*Exercise description:* Narrow the data below down to the lines containing "None".

Saved data entries:

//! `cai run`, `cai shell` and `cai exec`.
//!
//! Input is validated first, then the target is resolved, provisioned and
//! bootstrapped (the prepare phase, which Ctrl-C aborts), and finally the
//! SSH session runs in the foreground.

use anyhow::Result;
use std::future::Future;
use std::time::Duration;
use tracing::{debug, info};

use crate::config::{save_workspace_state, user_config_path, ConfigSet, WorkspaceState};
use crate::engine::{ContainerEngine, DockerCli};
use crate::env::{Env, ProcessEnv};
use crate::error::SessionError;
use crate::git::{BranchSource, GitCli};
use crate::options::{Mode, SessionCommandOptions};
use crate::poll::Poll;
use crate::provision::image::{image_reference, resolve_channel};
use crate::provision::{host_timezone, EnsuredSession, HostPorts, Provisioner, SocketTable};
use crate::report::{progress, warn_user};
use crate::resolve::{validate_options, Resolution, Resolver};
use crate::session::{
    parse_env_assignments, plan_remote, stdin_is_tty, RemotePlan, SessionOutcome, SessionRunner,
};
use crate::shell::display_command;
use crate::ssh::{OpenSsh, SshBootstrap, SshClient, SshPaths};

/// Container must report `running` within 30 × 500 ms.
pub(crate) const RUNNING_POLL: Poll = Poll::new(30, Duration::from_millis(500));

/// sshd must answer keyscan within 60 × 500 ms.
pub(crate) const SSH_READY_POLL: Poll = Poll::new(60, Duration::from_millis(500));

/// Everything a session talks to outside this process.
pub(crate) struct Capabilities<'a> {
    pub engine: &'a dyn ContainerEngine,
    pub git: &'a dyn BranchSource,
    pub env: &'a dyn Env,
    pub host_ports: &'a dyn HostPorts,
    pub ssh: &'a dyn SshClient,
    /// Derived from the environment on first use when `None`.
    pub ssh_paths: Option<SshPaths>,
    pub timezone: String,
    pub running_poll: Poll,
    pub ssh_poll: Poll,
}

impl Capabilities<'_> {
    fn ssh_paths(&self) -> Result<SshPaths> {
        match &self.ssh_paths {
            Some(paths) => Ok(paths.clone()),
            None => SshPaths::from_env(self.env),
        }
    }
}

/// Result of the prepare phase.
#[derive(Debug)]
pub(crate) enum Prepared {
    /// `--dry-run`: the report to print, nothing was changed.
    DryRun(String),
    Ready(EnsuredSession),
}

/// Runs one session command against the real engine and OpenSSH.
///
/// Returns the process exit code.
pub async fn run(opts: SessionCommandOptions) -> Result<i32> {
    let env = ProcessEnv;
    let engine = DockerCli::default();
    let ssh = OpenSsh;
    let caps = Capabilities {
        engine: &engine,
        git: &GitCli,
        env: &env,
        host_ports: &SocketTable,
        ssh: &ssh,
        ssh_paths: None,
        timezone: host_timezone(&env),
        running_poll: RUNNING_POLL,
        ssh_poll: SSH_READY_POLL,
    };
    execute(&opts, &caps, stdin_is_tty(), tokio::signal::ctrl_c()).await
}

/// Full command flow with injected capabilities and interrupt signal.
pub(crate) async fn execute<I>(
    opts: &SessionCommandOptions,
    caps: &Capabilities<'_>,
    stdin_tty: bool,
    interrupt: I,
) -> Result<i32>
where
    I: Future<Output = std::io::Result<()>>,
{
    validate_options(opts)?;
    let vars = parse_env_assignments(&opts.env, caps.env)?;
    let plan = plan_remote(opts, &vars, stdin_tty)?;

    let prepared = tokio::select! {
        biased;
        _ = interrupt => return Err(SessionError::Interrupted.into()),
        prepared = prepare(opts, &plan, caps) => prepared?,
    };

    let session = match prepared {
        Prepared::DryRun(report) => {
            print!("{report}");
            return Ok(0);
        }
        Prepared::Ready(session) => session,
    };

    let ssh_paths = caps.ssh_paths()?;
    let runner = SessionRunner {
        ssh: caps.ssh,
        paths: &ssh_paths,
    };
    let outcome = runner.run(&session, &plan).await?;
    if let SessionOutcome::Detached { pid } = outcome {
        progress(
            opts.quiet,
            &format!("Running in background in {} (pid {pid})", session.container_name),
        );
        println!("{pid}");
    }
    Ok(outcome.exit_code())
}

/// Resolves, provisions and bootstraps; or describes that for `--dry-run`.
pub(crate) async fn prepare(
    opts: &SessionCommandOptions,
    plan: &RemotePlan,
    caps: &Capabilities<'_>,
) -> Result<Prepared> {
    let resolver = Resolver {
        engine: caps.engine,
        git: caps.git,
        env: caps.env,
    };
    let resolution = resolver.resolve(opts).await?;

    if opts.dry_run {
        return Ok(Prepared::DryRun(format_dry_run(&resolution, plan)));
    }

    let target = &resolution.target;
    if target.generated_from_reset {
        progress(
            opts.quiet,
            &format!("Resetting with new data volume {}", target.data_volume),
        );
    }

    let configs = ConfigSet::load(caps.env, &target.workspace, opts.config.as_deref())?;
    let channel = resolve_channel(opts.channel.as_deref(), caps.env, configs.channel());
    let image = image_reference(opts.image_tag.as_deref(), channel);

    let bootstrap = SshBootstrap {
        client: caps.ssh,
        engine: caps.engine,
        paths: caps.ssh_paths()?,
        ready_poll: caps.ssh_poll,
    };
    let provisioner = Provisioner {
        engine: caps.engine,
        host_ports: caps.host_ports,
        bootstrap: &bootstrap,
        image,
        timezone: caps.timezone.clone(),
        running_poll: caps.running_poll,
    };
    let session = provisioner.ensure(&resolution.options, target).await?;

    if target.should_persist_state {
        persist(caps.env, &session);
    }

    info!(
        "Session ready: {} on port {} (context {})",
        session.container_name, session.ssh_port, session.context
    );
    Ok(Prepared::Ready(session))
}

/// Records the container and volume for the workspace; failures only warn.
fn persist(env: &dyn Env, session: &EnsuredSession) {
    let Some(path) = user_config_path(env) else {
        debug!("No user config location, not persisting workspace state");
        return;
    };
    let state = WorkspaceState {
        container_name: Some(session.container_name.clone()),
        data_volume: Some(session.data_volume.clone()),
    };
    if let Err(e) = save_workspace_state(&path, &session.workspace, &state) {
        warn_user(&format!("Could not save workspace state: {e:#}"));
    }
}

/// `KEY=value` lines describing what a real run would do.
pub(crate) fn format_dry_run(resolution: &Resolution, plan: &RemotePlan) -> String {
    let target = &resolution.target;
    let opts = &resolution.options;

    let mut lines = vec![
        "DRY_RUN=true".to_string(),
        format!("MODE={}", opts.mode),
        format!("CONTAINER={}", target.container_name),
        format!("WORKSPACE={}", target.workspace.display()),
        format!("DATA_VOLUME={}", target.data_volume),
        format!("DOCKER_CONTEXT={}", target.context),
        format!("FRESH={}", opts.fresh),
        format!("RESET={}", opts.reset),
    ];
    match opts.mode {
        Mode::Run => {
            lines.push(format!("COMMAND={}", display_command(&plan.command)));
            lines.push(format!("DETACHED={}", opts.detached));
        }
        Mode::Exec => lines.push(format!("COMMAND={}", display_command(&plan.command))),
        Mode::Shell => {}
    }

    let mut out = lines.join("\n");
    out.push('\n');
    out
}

...

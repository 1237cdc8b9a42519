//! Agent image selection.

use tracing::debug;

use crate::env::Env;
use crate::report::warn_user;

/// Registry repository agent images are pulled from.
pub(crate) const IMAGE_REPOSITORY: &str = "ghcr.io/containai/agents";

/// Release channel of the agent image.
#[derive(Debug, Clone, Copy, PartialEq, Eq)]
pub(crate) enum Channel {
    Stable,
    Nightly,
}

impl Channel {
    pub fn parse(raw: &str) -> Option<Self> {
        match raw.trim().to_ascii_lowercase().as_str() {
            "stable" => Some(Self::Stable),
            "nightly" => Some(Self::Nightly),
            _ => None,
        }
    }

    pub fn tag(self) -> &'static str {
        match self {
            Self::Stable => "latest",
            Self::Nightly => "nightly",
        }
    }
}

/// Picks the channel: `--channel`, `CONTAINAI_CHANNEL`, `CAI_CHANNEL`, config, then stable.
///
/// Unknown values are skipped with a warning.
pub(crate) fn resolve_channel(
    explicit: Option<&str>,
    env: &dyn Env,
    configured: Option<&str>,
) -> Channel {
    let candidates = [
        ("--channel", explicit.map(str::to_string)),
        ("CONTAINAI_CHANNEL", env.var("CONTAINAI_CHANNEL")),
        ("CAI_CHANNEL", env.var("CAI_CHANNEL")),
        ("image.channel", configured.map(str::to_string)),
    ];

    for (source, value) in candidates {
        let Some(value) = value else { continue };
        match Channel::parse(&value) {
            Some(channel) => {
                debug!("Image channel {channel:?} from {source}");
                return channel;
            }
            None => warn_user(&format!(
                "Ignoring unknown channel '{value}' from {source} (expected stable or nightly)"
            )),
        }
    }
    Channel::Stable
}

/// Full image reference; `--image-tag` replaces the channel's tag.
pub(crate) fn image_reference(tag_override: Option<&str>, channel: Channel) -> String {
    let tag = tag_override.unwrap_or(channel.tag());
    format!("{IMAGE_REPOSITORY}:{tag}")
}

*Response to the exercise:*
    /// Derived from the environment on first use when `None`.
            None => SshPaths::from_env(self.env),
        ssh_paths: None,
            _ => None,
            None => warn_user(&format!(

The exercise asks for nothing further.